== YOUR TASK ==
An exact copy of all the records is the expected answer.

Saved entries

# # #

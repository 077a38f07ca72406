//! Curing profile: the fixed, ordered table of four stages the barn moves
//! through (yellowing → leaf drying → midrib drying → ordering).

use anyhow::{bail, Result};
use serde::{Deserialize, Serialize};
use std::time::Duration;

/// Number of stages in a curing run.
pub const STAGE_COUNT: usize = 4;

const HOUR: u64 = 3600;

#[derive(Debug, Clone, PartialEq, Serialize, Deserialize)]
pub struct Stage {
    pub name: String,
    pub target_temperature: f32,
    pub max_temperature: f32,
    pub target_humidity: f32,
    pub duration_secs: u64,
    /// Run the fans for the whole stage regardless of humidity.
    #[serde(default)]
    pub always_ventilate: bool,
}

impl Stage {
    pub fn duration(&self) -> Duration {
        Duration::from_secs(self.duration_secs)
    }
}

/// Immutable stage sequence. Indices are always clamped into `0..STAGE_COUNT`.
#[derive(Debug, Clone, PartialEq)]
pub struct StageTable {
    stages: Vec<Stage>,
}

impl StageTable {
    pub fn new(stages: Vec<Stage>) -> Result<Self> {
        if stages.len() != STAGE_COUNT {
            bail!(
                "a curing profile needs exactly {STAGE_COUNT} stages, got {}",
                stages.len()
            );
        }
        Ok(Self { stages })
    }

    /// Flue-curing profile used when the config file defines no stages.
    pub fn flue_cured() -> Self {
        Self {
            stages: vec![
                Stage {
                    name: "YELLOWING".into(),
                    target_temperature: 35.0,
                    max_temperature: 42.0,
                    target_humidity: 85.0,
                    duration_secs: 48 * HOUR,
                    always_ventilate: false,
                },
                Stage {
                    name: "LEAF_DRYING".into(),
                    target_temperature: 46.0,
                    max_temperature: 55.0,
                    target_humidity: 70.0,
                    duration_secs: 24 * HOUR,
                    always_ventilate: true,
                },
                Stage {
                    name: "MIDRIB_DRYING".into(),
                    target_temperature: 65.0,
                    max_temperature: 70.0,
                    target_humidity: 50.0,
                    duration_secs: 24 * HOUR,
                    always_ventilate: false,
                },
                Stage {
                    name: "ORDERING".into(),
                    target_temperature: 25.0,
                    max_temperature: 30.0,
                    target_humidity: 80.0,
                    duration_secs: 12 * HOUR,
                    always_ventilate: false,
                },
            ],
        }
    }

    pub fn get(&self, index: usize) -> &Stage {
        &self.stages[index.min(self.last_index())]
    }

    pub fn last_index(&self) -> usize {
        self.stages.len() - 1
    }

    /// Index after `index`, holding at the final stage.
    pub fn next_index(&self, index: usize) -> usize {
        (index + 1).min(self.last_index())
    }

    pub fn is_last(&self, index: usize) -> bool {
        index >= self.last_index()
    }

    pub fn iter(&self) -> impl Iterator<Item = &Stage> {
        self.stages.iter()
    }
}

#[cfg(test)]
mod tests {
    use super::*;

    #[test]
    fn flue_cured_has_four_stages_in_order() {
        let table = StageTable::flue_cured();
        let names: Vec<_> = table.iter().map(|s| s.name.as_str()).collect();
        assert_eq!(
            names,
            ["YELLOWING", "LEAF_DRYING", "MIDRIB_DRYING", "ORDERING"]
        );
        assert_eq!(table.last_index(), 3);
    }

    #[test]
    fn only_leaf_drying_forces_ventilation() {
        let table = StageTable::flue_cured();
        let forced: Vec<_> = table
            .iter()
            .filter(|s| s.always_ventilate)
            .map(|s| s.name.as_str())
            .collect();
        assert_eq!(forced, ["LEAF_DRYING"]);
    }

    #[test]
    fn next_index_holds_at_last_stage() {
        let table = StageTable::flue_cured();
        assert_eq!(table.next_index(0), 1);
        assert_eq!(table.next_index(2), 3);
        assert_eq!(table.next_index(3), 3);
    }

    #[test]
    fn get_clamps_out_of_range_index() {
        let table = StageTable::flue_cured();
        assert_eq!(table.get(99).name, "ORDERING");
    }

    #[test]
    fn new_rejects_wrong_stage_count() {
        let mut stages: Vec<Stage> = StageTable::flue_cured().iter().cloned().collect();
        stages.pop();
        let err = StageTable::new(stages).unwrap_err();
        assert!(err.to_string().contains("exactly 4 stages"));
    }

    #[test]
    fn duration_converts_seconds() {
        let table = StageTable::flue_cured();
        assert_eq!(table.get(3).duration(), Duration::from_secs(12 * 3600));
    }
}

# # #

== WRITTEN RESPONSE ==
repository 077a38f07ca72406
//! Curing profile: the fixed, ordered table of four stages the barn moves
//! through (yellowing → leaf drying → midrib drying → ordering).

use anyhow::{bail, Result};
use serde::{Deserialize, Serialize};
use std::time::Duration;

/// Number of stages in a curing run.
pub const STAGE_COUNT: usize = 4;

const HOUR: u64 = 3600;

#[derive(Debug, Clone, PartialEq, Serialize, Deserialize)]
pub struct Stage {
    pub name: String,
    pub target_temperature: f32,
    pub max_temperature: f32,
    pub target_humidity: f32,
    pub duration_secs: u64,
    /// Run the fans for the whole stage regardless of humidity.
    #[serde(default)]
    pub always_ventilate: bool,
}

impl Stage {
    pub fn duration(&self) -> Duration {
        Duration::from_secs(self.duration_secs)
    }
}

/// Immutable stage sequence. Indices are always clamped into `0..STAGE_COUNT`.
#[derive(Debug, Clone, PartialEq)]
pub struct StageTable {
    stages: Vec<Stage>,
}

impl StageTable {
    pub fn new(stages: Vec<Stage>) -> Result<Self> {
        if stages.len() != STAGE_COUNT {
            bail!(
                "a curing profile needs exactly {STAGE_COUNT} stages, got {}",
                stages.len()
            );
        }
        Ok(Self { stages })
    }

    /// Flue-curing profile used when the config file defines no stages.
    pub fn flue_cured() -> Self {
        Self {
            stages: vec![
                Stage {
                    name: "YELLOWING".into(),
                    target_temperature: 35.0,
                    max_temperature: 42.0,
                    target_humidity: 85.0,
                    duration_secs: 48 * HOUR,
                    always_ventilate: false,
                },
                Stage {
                    name: "LEAF_DRYING".into(),
                    target_temperature: 46.0,
                    max_temperature: 55.0,
                    target_humidity: 70.0,
                    duration_secs: 24 * HOUR,
                    always_ventilate: true,
                },
                Stage {
                    name: "MIDRIB_DRYING".into(),
                    target_temperature: 65.0,
                    max_temperature: 70.0,
                    target_humidity: 50.0,
                    duration_secs: 24 * HOUR,
                    always_ventilate: false,
                },
                Stage {
                    name: "ORDERING".into(),
                    target_temperature: 25.0,
                    max_temperature: 30.0,
                    target_humidity: 80.0,
                    duration_secs: 12 * HOUR,
                    always_ventilate: false,
                },
            ],
        }
    }

    pub fn get(&self, index: usize) -> &Stage {
        &self.stages[index.min(self.last_index())]
    }

    pub fn last_index(&self) -> usize {
        self.stages.len() - 1
    }

    /// Index after `index`, holding at the final stage.
    pub fn next_index(&self, index: usize) -> usize {
        (index + 1).min(self.last_index())
    }

    pub fn is_last(&self, index: usize) -> bool {
        index >= self.last_index()
    }

    pub fn iter(&self) -> impl Iterator<Item = &Stage> {
        self.stages.iter()
    }
}

#[cfg(test)]
mod tests {
    use super::*;

    #[test]
    fn flue_cured_has_four_stages_in_order() {
        let table = StageTable::flue_cured();
        let names: Vec<_> = table.iter().map(|s| s.name.as_str()).collect();
        assert_eq!(
            names,
            ["YELLOWING", "LEAF_DRYING", "MIDRIB_DRYING", "ORDERING"]
        );
        assert_eq!(table.last_index(), 3);
    }

    #[test]
    fn only_leaf_drying_forces_ventilation() {
        let table = StageTable::flue_cured();
        let forced: Vec<_> = table
            .iter()
            .filter(|s| s.always_ventilate)
            .map(|s| s.name.as_str())
            .collect();
        assert_eq!(forced, ["LEAF_DRYING"]);
    }

    #[test]
    fn next_index_holds_at_last_stage() {
        let table = StageTable::flue_cured();
        assert_eq!(table.next_index(0), 1);
        assert_eq!(table.next_index(2), 3);
        assert_eq!(table.next_index(3), 3);
    }

    #[test]
    fn get_clamps_out_of_range_index() {
        let table = StageTable::flue_cured();
        assert_eq!(table.get(99).name, "ORDERING");
    }

    #[test]
    fn new_rejects_wrong_stage_count() {
        let mut stages: Vec<Stage> = StageTable::flue_cured().iter().cloned().collect();
        stages.pop();
        let err = StageTable::new(stages).unwrap_err();
        assert!(err.to_string().contains("exactly 4 stages"));
    }

    #[test]
    fn duration_converts_seconds() {
        let table = StageTable::flue_cured();
        assert_eq!(table.get(3).duration(), Duration::from_secs(12 * 3600));
    }
}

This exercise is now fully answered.